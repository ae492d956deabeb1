//! HTTP request/response tracing middleware.

use tower_http::LatencyUnit;
use tower_http::classify::{ServerErrorsAsFailures, SharedClassifier};
use tower_http::trace::{DefaultMakeSpan, DefaultOnFailure, DefaultOnResponse, TraceLayer};
use tracing::Level;

/// Creates a tracing middleware for lookup requests.
///
/// Every request gets an `INFO` span carrying method, URI, and HTTP version.
/// Responses are logged at `INFO` with status and latency; 5xx responses are
/// additionally logged at `ERROR`.
///
/// # Example Logs
///
/// ```text
/// INFO request{method=GET uri=/8.8.8.8 version=HTTP/1.1}: finished processing request latency=1 ms status=200
/// ```
pub fn layer() -> TraceLayer<SharedClassifier<ServerErrorsAsFailures>> {
    TraceLayer::new_for_http()
        .make_span_with(DefaultMakeSpan::new().level(Level::INFO))
        .on_response(
            DefaultOnResponse::new()
                .level(Level::INFO)
                .latency_unit(LatencyUnit::Millis),
        )
        .on_failure(
            DefaultOnFailure::new()
                .level(Level::ERROR)
                .latency_unit(LatencyUnit::Millis),
        )
}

= = =

■ WHAT THE EXERCISE ASKS ■
Only the number is wanted: how many lines in the data include the string "middleware"?

■ SOLVED PROBLEM ■
2